— Description of the task —
Word by word and line by line, write out all of the records.

— Given data —
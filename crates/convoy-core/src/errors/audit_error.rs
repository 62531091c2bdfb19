//! Audit log errors.

use super::error_code::{self, ConvoyErrorCode};

#[derive(Debug, Clone, thiserror::Error)]
pub enum AuditError {
    #[error("Audit append failed: {message}")]
    AppendFailed { message: String },

    #[error("Audit query failed: {message}")]
    QueryFailed { message: String },

    #[error("Audit entry {sequence_no} unreadable: {message}")]
    Malformed { sequence_no: i64, message: String },
}

impl ConvoyErrorCode for AuditError {
    fn error_code(&self) -> &'static str {
        error_code::AUDIT_ERROR
    }
}

pub type AuditResult<T> = Result<T, AuditError>;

— Answer —
filename crates/convoy-core/src/errors/audit_error.rs
repository 62531091c2bdfb19
//! Audit log errors.

use super::error_code::{self, ConvoyErrorCode};

#[derive(Debug, Clone, thiserror::Error)]
pub enum AuditError {
    #[error("Audit append failed: {message}")]
    AppendFailed { message: String },

    #[error("Audit query failed: {message}")]
    QueryFailed { message: String },

    #[error("Audit entry {sequence_no} unreadable: {message}")]
    Malformed { sequence_no: i64, message: String },
}

impl ConvoyErrorCode for AuditError {
    fn error_code(&self) -> &'static str {
        error_code::AUDIT_ERROR
    }
}

pub type AuditResult<T> = Result<T, AuditError>;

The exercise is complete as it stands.